Updated 09/09/2020
Have you ever bought a piece of furniture from IKEA (and subsequently valued it very highly) and decided you could build it without reading the instructions? How did that turn out?
If you answered in the affirmative you may be suffering from the Dunning-Kruger effect. Aside from everybody’s favourite president, sufferers demonstrate specific behaviours such as:
- Overestimating their skill levels
- Ignoring or failing to recognize skill in others around them
- Ignoring or failing to recognize any mistakes they make
- Bragging about their abilities and how quickly they achieve excellence
The trouble with the world is that the stupid are cocksure and the intelligent are full of doubt. – Bertrand RussellI would argue that the primary value of interviewing a potential employee is that it allows you to weed out candidates that are prone to Dunning-Kruger tendencies. This is much more difficult to do on paper as it would be hard to distinguish a boastful from a genuinely accomplished individual. Even more significantly you may find a candidate who is downplaying their abilities in an area of competence.
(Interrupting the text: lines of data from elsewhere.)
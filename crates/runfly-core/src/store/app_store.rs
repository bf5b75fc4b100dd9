// ── Store handle ──
//
// Single writer over a `watch` channel of state snapshots. Dispatch
// folds the action inside `send_modify`, so concurrent dispatchers
// serialize on the channel's own lock and every subscriber observes
// whole snapshots only.

use std::pin::Pin;
use std::sync::Arc;
use std::task::{Context, Poll};

use tokio::sync::watch;
use tokio_stream::wrappers::WatchStream;
use tokio_stream::Stream;
use tracing::trace;

use crate::action::Action;

use super::state::{reduce, AppState};

/// Handle to the application state. Cheap to clone; all clones share
/// the same snapshot channel.
#[derive(Clone)]
pub struct Store {
    tx: Arc<watch::Sender<Arc<AppState>>>,
}

impl Store {
    pub fn new() -> Self {
        let (tx, _) = watch::channel(Arc::new(AppState::default()));
        Self { tx: Arc::new(tx) }
    }

    /// Fold one action into the current snapshot and publish the result.
    pub fn dispatch(&self, action: Action) {
        trace!(?action, "dispatch");
        self.tx.send_modify(|current| {
            *current = Arc::new(reduce(current, &action));
        });
    }

    /// The latest snapshot.
    pub fn state(&self) -> Arc<AppState> {
        self.tx.borrow().clone()
    }

    pub fn subscribe(&self) -> StateStream {
        StateStream::new(self.tx.subscribe())
    }
}

impl Default for Store {
    fn default() -> Self {
        Self::new()
    }
}

/// A subscription to state snapshots.
///
/// Offers both point-in-time reads and change notification, either via
/// `changed()` or by converting into a `Stream`.
pub struct StateStream {
    current: Arc<AppState>,
    receiver: watch::Receiver<Arc<AppState>>,
}

impl StateStream {
    pub(crate) fn new(receiver: watch::Receiver<Arc<AppState>>) -> Self {
        let current = receiver.borrow().clone();
        Self { current, receiver }
    }

    /// The snapshot captured at creation time.
    pub fn current(&self) -> &Arc<AppState> {
        &self.current
    }

    /// The latest snapshot, which may be newer than `current()`.
    pub fn latest(&self) -> Arc<AppState> {
        self.receiver.borrow().clone()
    }

    /// Wait for the next snapshot. Returns `None` once the store has
    /// been dropped.
    pub async fn changed(&mut self) -> Option<Arc<AppState>> {
        self.receiver.changed().await.ok()?;
        let snap = self.receiver.borrow_and_update().clone();
        self.current = snap.clone();
        Some(snap)
    }

    /// Convert into a `Stream` of snapshots for combinator use.
    pub fn into_stream(self) -> StateWatchStream {
        StateWatchStream {
            inner: WatchStream::new(self.receiver),
        }
    }
}

/// `Stream` adapter yielding a snapshot per published change.
pub struct StateWatchStream {
    inner: WatchStream<Arc<AppState>>,
}

impl Stream for StateWatchStream {
    type Item = Arc<AppState>;

    fn poll_next(mut self: Pin<&mut Self>, cx: &mut Context<'_>) -> Poll<Option<Self::Item>> {
        // `Arc<AppState>` is Unpin, so the inner WatchStream is too.
        Pin::new(&mut self.inner).poll_next(cx)
    }
}

#[cfg(test)]
#[allow(clippy::unwrap_used)]
mod tests {
    use super::*;
    use crate::model::ProjectId;
    use crate::store::Phase;
    use pretty_assertions::assert_eq;

    #[test]
    fn dispatch_publishes_a_new_snapshot() {
        let store = Store::new();
        let before = store.state();
        store.dispatch(Action::ProjectsLoad(Phase::Request));
        let after = store.state();

        assert!(after.projects.loading.is_requesting());
        // The earlier snapshot is untouched.
        assert!(!before.projects.loading.is_requesting());
    }

    #[test]
    fn clones_share_one_channel() {
        let store = Store::new();
        let other = store.clone();
        other.dispatch(Action::ProjectSelected(ProjectId::from("p1")));
        assert_eq!(store.state().projects.selected, Some(ProjectId::from("p1")));
    }

    #[tokio::test]
    async fn subscribers_observe_changes() {
        let store = Store::new();
        let mut sub = store.subscribe();
        assert_eq!(sub.current().projects.selected, None);

        store.dispatch(Action::ProjectSelected(ProjectId::from("p2")));
        let snap = sub.changed().await.unwrap();
        assert_eq!(snap.projects.selected, Some(ProjectId::from("p2")));
    }

    #[tokio::test]
    async fn changed_resolves_none_after_store_drop() {
        let store = Store::new();
        let mut sub = store.subscribe();
        drop(store);
        assert!(sub.changed().await.is_none());
    }
}
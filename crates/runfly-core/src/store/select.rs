// ── Selectors ──
//
// Total read helpers over a snapshot. Missing keys read as idle or
// `None`; no selector can panic on any state.

use crate::model::{DeployStatusInfo, Project, ProjectId, RunId, RunRecord, UserId};

use super::communication::Communication;
use super::state::AppState;

static NOT_REQUESTED: Communication = Communication::NotRequested;

// ── Collaboration lifecycles ──────────────────────────────────────

pub fn invitation(state: &AppState) -> &Communication {
    &state.collaboration.sending_invitation
}

pub fn owner_change(state: &AppState) -> &Communication {
    &state.collaboration.changing_owner
}

pub fn access_change<'a>(state: &'a AppState, user_id: &UserId) -> &'a Communication {
    state
        .collaboration
        .changing_access
        .get(user_id)
        .unwrap_or(&NOT_REQUESTED)
}

pub fn access_removal<'a>(state: &'a AppState, user_id: &UserId) -> &'a Communication {
    state
        .collaboration
        .removing_access
        .get(user_id)
        .unwrap_or(&NOT_REQUESTED)
}

pub fn collaborator_load<'a>(state: &'a AppState, project_id: &ProjectId) -> &'a Communication {
    state
        .collaboration
        .loading_collaborators
        .get(project_id)
        .unwrap_or(&NOT_REQUESTED)
}

// ── Projects and runs ─────────────────────────────────────────────

pub fn projects_loading(state: &AppState) -> &Communication {
    &state.projects.loading
}

pub fn project<'a>(state: &'a AppState, id: &ProjectId) -> Option<&'a Project> {
    state.projects.items.get(id)
}

pub fn selected_project(state: &AppState) -> Option<&Project> {
    state
        .projects
        .selected
        .as_ref()
        .and_then(|id| state.projects.items.get(id))
}

pub fn runs_loading<'a>(state: &'a AppState, project_id: &ProjectId) -> &'a Communication {
    state
        .runs
        .loading
        .get(project_id)
        .unwrap_or(&NOT_REQUESTED)
}

pub fn runs_of<'a>(state: &'a AppState, project_id: &ProjectId) -> &'a [RunRecord] {
    state
        .runs
        .by_project
        .get(project_id)
        .map_or(&[], Vec::as_slice)
}

// ── Deployment ────────────────────────────────────────────────────

pub fn deploy_status<'a>(state: &'a AppState, run_id: &RunId) -> Option<&'a DeployStatusInfo> {
    state.deploy.statuses.get(run_id)
}

/// The run whose deploy panel is open, if any.
pub fn active_run(state: &AppState) -> Option<&RunId> {
    state.deploy.active_run.as_ref()
}

/// Status of the run whose panel is open. `None` when no panel is
/// open or no status has arrived yet.
pub fn active_deploy_status(state: &AppState) -> Option<&DeployStatusInfo> {
    active_run(state).and_then(|run_id| deploy_status(state, run_id))
}

pub fn shutdown<'a>(state: &'a AppState, run_id: &RunId) -> &'a Communication {
    state
        .deploy
        .shutting_down
        .get(run_id)
        .unwrap_or(&NOT_REQUESTED)
}

#[cfg(test)]
#[allow(clippy::unwrap_used)]
mod tests {
    use super::*;
    use crate::action::Action;
    use crate::store::{reduce, Phase};
    use pretty_assertions::assert_eq;

    #[test]
    fn unknown_keys_read_as_idle() {
        let state = AppState::default();
        let ghost = UserId::from("ghost");
        assert_eq!(access_change(&state, &ghost), &Communication::NotRequested);
        assert_eq!(access_removal(&state, &ghost), &Communication::NotRequested);
        assert_eq!(
            collaborator_load(&state, &ProjectId::from("none")),
            &Communication::NotRequested
        );
        assert_eq!(
            shutdown(&state, &RunId::from("none")),
            &Communication::NotRequested
        );
    }

    #[test]
    fn missing_entities_read_as_none_or_empty() {
        let state = AppState::default();
        assert!(project(&state, &ProjectId::from("p1")).is_none());
        assert!(selected_project(&state).is_none());
        assert!(runs_of(&state, &ProjectId::from("p1")).is_empty());
        assert!(deploy_status(&state, &RunId::from("r1")).is_none());
        assert!(active_deploy_status(&state).is_none());
    }

    #[test]
    fn keyed_lookup_finds_dispatched_entries() {
        let u1 = UserId::from("u1");
        let state = reduce(
            &AppState::default(),
            &Action::AccessChange {
                user_id: u1.clone(),
                phase: Phase::Request,
            },
        );
        assert!(access_change(&state, &u1).is_requesting());
        assert!(access_change(&state, &UserId::from("u2")).error().is_none());
    }

    #[test]
    fn active_status_follows_the_open_panel() {
        let r1 = RunId::from("r1");
        let mut state = reduce(&AppState::default(), &Action::DeployPanelOpened(r1.clone()));
        assert!(active_deploy_status(&state).is_none());

        state = reduce(
            &state,
            &Action::DeployStatusChanged {
                run_id: r1,
                info: DeployStatusInfo::Deploying,
            },
        );
        assert_eq!(active_deploy_status(&state), Some(&DeployStatusInfo::Deploying));
    }

    #[test]
    fn selected_project_requires_a_loaded_entry() {
        let state = reduce(
            &AppState::default(),
            &Action::ProjectSelected(ProjectId::from("p1")),
        );
        // Selection without a loaded project reads as None, not a panic.
        assert!(selected_project(&state).is_none());
    }
}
Dunning and Kruger demonstrated that women tended to underestimate their scientific reasoning ability even when the test results indicated no gender difference in performance. These lessons can be applied to clients too: it may be more difficult and expensive to manage the expectations of a client with Dunning-Kruger than it is to keep their business, as the chances of conflict and/or unreasonable development demands increase in these cases.